## Stored items
..............................
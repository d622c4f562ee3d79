//! File-based record store implementation

use std::cell::RefCell;
use std::path::PathBuf;

use tracing::{debug, info};

use livraisons_domain::repository::RecordStore;
use livraisons_store::Store;
use livraisons_types::{
    Billing, DeliveryFormData, DeliveryRecord, ExpenseRecord, NewBilling, Result,
};

use crate::backend_import::{import_dump, BackendDump, ImportMode, ImportResult};

/// `RecordStore` backed by the local JSON document store
///
/// Every mutating call rewrites the document before returning, so the
/// next `list_deliveries` sees it.
pub struct FileRecordStore {
    store: RefCell<Store>,
}

impl FileRecordStore {
    /// Create or load a record store in the given directory
    pub fn open(store_dir: PathBuf) -> Result<Self> {
        let store = Store::open(store_dir)?;
        Ok(Self {
            store: RefCell::new(store),
        })
    }

    /// Path of the backing JSON document
    pub fn path(&self) -> PathBuf {
        self.store.borrow().path().to_path_buf()
    }

    /// Load a backend dump into this store
    pub fn import(&self, dump: &BackendDump, mode: ImportMode, dry_run: bool) -> ImportResult {
        import_dump(dump, &mut self.store.borrow_mut(), mode, dry_run)
    }

    fn location(&self) -> String {
        self.store.borrow().path().display().to_string()
    }
}

impl RecordStore for FileRecordStore {
    fn list_deliveries(&self) -> Result<Vec<DeliveryRecord>> {
        let rows = self.store.borrow().list_deliveries();
        debug!(count = rows.len(), "deliveries fetched");
        Ok(rows)
    }

    fn create_delivery(&self, form: &DeliveryFormData) -> Result<DeliveryRecord> {
        let record = self.store.borrow_mut().insert_delivery(form)?;
        info!(
            id = record.id,
            plate = %record.truck_immatriculation,
            store = %self.location(),
            "delivery created"
        );
        Ok(record)
    }

    fn update_delivery(&self, id: i64, form: &DeliveryFormData) -> Result<DeliveryRecord> {
        let record = self.store.borrow_mut().update_delivery(id, form)?;
        info!(id, "delivery updated");
        Ok(record)
    }

    fn delete_delivery(&self, id: i64) -> Result<()> {
        self.store.borrow_mut().remove_delivery(id)?;
        info!(id, "delivery deleted");
        Ok(())
    }

    fn upsert_expense(&self, expense: &ExpenseRecord) -> Result<ExpenseRecord> {
        let saved = self.store.borrow_mut().upsert_expense(expense)?;
        info!(delivery_id = saved.delivery_id, "expense saved");
        Ok(saved)
    }

    fn create_billing(&self, billing: &NewBilling) -> Result<Billing> {
        let row = self.store.borrow_mut().insert_billing(billing)?;
        info!(id = row.id, number = %row.billing_number, "billing created");
        Ok(row)
    }

    fn list_billings(&self) -> Result<Vec<Billing>> {
        Ok(self.store.borrow().list_billings())
    }

    fn update_deliveries_billing_link(&self, ids: &[i64], billing_id: i64) -> Result<()> {
        let stamped = self.store.borrow_mut().set_billing_link(ids, billing_id)?;
        debug!(billing_id, requested = ids.len(), stamped, "deliveries linked");
        Ok(())
    }

    /// Both writes land in the same document save; an unknown delivery id
    /// rejects the billing before anything is written
    fn create_billing_with_links(&self, billing: &NewBilling, ids: &[i64]) -> Result<Billing> {
        let row = self
            .store
            .borrow_mut()
            .insert_billing_with_links(billing, ids)?;
        info!(
            id = row.id,
            number = %row.billing_number,
            deliveries = ids.len(),
            amount = row.total_amount,
            "billing created"
        );
        Ok(row)
    }
}
//! Core types for fleet delivery records

mod error;
mod types;

pub use error::*;
pub use types::*;

use clap::ValueEnum;
use serde::{Deserialize, Serialize};

/// Output format for results
#[derive(Clone, Copy, Debug, Default, PartialEq, Eq, ValueEnum, Serialize, Deserialize)]
#[serde(rename_all = "lowercase")]
pub enum OutputFormat {
    #[default]
    Table,
    Json,
}

impl std::fmt::Display for OutputFormat {
    fn fmt(&self, f: &mut std::fmt::Formatter<'_>) -> std::fmt::Result {
        match self {
            OutputFormat::Table => write!(f, "table"),
            OutputFormat::Json => write!(f, "json"),
        }
    }
}
//! Bus statistics (spec §4.4, §5): relaxed atomics, a best-effort-consistent
//! snapshot. Supplemented with per-topic-pattern counters (SPEC_FULL §2),
//! since querying stats scoped to one subscription is a common need the
//! global counters alone don't serve.

use std::sync::atomic::{AtomicU64, Ordering};

use dashmap::DashMap;

/// A point-in-time snapshot of the bus's global counters. Counters are
/// relaxed atomics read independently, so a snapshot may be momentarily
/// inconsistent across fields but never observes a torn individual value.
#[derive(Debug, Clone, Copy, Default, serde::Serialize)]
pub struct BusStatsSnapshot {
    pub published: u64,
    pub dispatched: u64,
    pub failed: u64,
    pub filtered: u64,
    pub queue_size: usize,
}

#[derive(Debug, Default)]
pub struct BusStatistics {
    published: AtomicU64,
    dispatched: AtomicU64,
    failed: AtomicU64,
    filtered: AtomicU64,
    per_pattern: DashMap<String, PatternCounters>,
}

#[derive(Debug, Default)]
struct PatternCounters {
    dispatched: AtomicU64,
    filtered: AtomicU64,
    failed: AtomicU64,
}

impl BusStatistics {
    pub fn new() -> Self {
        Self::default()
    }

    pub fn record_published(&self) {
        self.published.fetch_add(1, Ordering::Relaxed);
    }

    pub fn record_dispatched(&self, pattern: &str) {
        self.dispatched.fetch_add(1, Ordering::Relaxed);
        self.per_pattern
            .entry(pattern.to_string())
            .or_default()
            .dispatched
            .fetch_add(1, Ordering::Relaxed);
    }

    pub fn record_filtered(&self, pattern: &str) {
        self.filtered.fetch_add(1, Ordering::Relaxed);
        self.per_pattern
            .entry(pattern.to_string())
            .or_default()
            .filtered
            .fetch_add(1, Ordering::Relaxed);
    }

    pub fn record_failed(&self, pattern: &str) {
        self.failed.fetch_add(1, Ordering::Relaxed);
        self.per_pattern
            .entry(pattern.to_string())
            .or_default()
            .failed
            .fetch_add(1, Ordering::Relaxed);
    }

    pub fn snapshot(&self, queue_size: usize) -> BusStatsSnapshot {
        BusStatsSnapshot {
            published: self.published.load(Ordering::Relaxed),
            dispatched: self.dispatched.load(Ordering::Relaxed),
            failed: self.failed.load(Ordering::Relaxed),
            filtered: self.filtered.load(Ordering::Relaxed),
            queue_size,
        }
    }

    /// Per-topic-pattern `(dispatched, filtered, failed)`, for subscribers
    /// that need stats scoped to the pattern they subscribed on.
    pub fn pattern_snapshot(&self, pattern: &str) -> (u64, u64, u64) {
        match self.per_pattern.get(pattern) {
            Some(c) => (
                c.dispatched.load(Ordering::Relaxed),
                c.filtered.load(Ordering::Relaxed),
                c.failed.load(Ordering::Relaxed),
            ),
            None => (0, 0, 0),
        }
    }
}
//! Topic-pattern matching and subscriptions (spec §3, §4.4).

use std::sync::atomic::{AtomicU64, Ordering};
use std::sync::Arc;

use crate::error::Result;

use super::message::Message;

/// How a matched handler is invoked.
#[derive(Debug, Clone, Copy, PartialEq, Eq)]
pub enum DeliveryMode {
    /// Runs synchronously on the publisher's thread; the publisher blocks.
    Inline,
    /// Wrapped as a priority job and dispatched on the bus's worker pool.
    Worker,
}

/// A segment of a parsed topic pattern.
#[derive(Debug, Clone, PartialEq, Eq)]
enum Segment {
    Literal(String),
    /// `*` — matches exactly one segment.
    One,
    /// `**` — matches zero or more trailing segments; only legal as the
    /// final segment of a pattern.
    Tail,
}

/// A parsed, matchable topic pattern. Segment-wise, case-sensitive.
#[derive(Debug, Clone)]
pub struct TopicPattern {
    raw: String,
    segments: Vec<Segment>,
}

impl TopicPattern {
    pub fn parse(pattern: &str) -> Self {
        let segments = pattern
            .split('/')
            .map(|s| match s {
                "*" => Segment::One,
                "**" => Segment::Tail,
                other => Segment::Literal(other.to_string()),
            })
            .collect();
        Self {
            raw: pattern.to_string(),
            segments,
        }
    }

    pub fn as_str(&self) -> &str {
        &self.raw
    }

    /// Does `topic` match this pattern?
    pub fn matches(&self, topic: &str) -> bool {
        let topic_segments: Vec<&str> = topic.split('/').collect();
        Self::match_segments(&self.segments, &topic_segments)
    }

    fn match_segments(pattern: &[Segment], topic: &[&str]) -> bool {
        match pattern.first() {
            None => topic.is_empty(),
            Some(Segment::Tail) => true,
            Some(Segment::One) => {
                !topic.is_empty() && Self::match_segments(&pattern[1..], &topic[1..])
            }
            Some(Segment::Literal(lit)) => {
                !topic.is_empty() && topic[0] == lit && Self::match_segments(&pattern[1..], &topic[1..])
            }
        }
    }
}

/// A predicate invoked before dispatch; `false` skips the subscription
/// without counting it as an error (spec §4.4 "Filters").
pub type Filter = Arc<dyn Fn(&Message) -> bool + Send + Sync>;

/// A notification-style bus handler: observes the message, reports failure
/// via `Result` (an `Err` is counted but does not affect other subscribers).
pub type Handler = Arc<dyn Fn(&Message) -> Result<()> + Send + Sync>;

static NEXT_SUBSCRIPTION_ID: AtomicU64 = AtomicU64::new(1);

/// A single topic subscription.
pub struct Subscription {
    pub id: String,
    pub pattern: TopicPattern,
    pub handler: Handler,
    pub filter: Option<Filter>,
    pub delivery_mode: DeliveryMode,
}

impl std::fmt::Debug for Subscription {
    fn fmt(&self, f: &mut std::fmt::Formatter<'_>) -> std::fmt::Result {
        f.debug_struct("Subscription")
            .field("id", &self.id)
            .field("pattern", &self.pattern.as_str())
            .field("delivery_mode", &self.delivery_mode)
            .finish()
    }
}

impl Subscription {
    pub fn new(
        pattern: &str,
        handler: Handler,
        delivery_mode: DeliveryMode,
        filter: Option<Filter>,
    ) -> Self {
        let seq = NEXT_SUBSCRIPTION_ID.fetch_add(1, Ordering::Relaxed);
        Self {
            id: format!("sub-{seq}"),
            pattern: TopicPattern::parse(pattern),
            handler,
            filter,
            delivery_mode,
        }
    }
}

#[cfg(test)]
mod tests {
    use super::*;

    #[test]
    fn literal_segments_match_exactly() {
        let p = TopicPattern::parse("orders/created");
        assert!(p.matches("orders/created"));
        assert!(!p.matches("orders/updated"));
        assert!(!p.matches("orders/created/extra"));
    }

    #[test]
    fn single_wildcard_matches_exactly_one_segment() {
        let p = TopicPattern::parse("orders/*/created");
        assert!(p.matches("orders/123/created"));
        assert!(!p.matches("orders/created"));
        assert!(!p.matches("orders/123/456/created"));
    }

    #[test]
    fn tail_wildcard_matches_zero_or_more_trailing_segments() {
        let p = TopicPattern::parse("orders/**");
        assert!(p.matches("orders"));
        assert!(p.matches("orders/created"));
        assert!(p.matches("orders/created/extra/more"));
        assert!(!p.matches("shipments/created"));
    }

    #[test]
    fn matching_is_case_sensitive() {
        let p = TopicPattern::parse("Orders/Created");
        assert!(!p.matches("orders/created"));
    }
}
..............................
## Activity
Every line above with the string "stamped" in it needs to be copied.

## Response
        let stamped = self.store.borrow_mut().set_billing_link(ids, billing_id)?;
        debug!(billing_id, requested = ids.len(), stamped, "deliveries linked");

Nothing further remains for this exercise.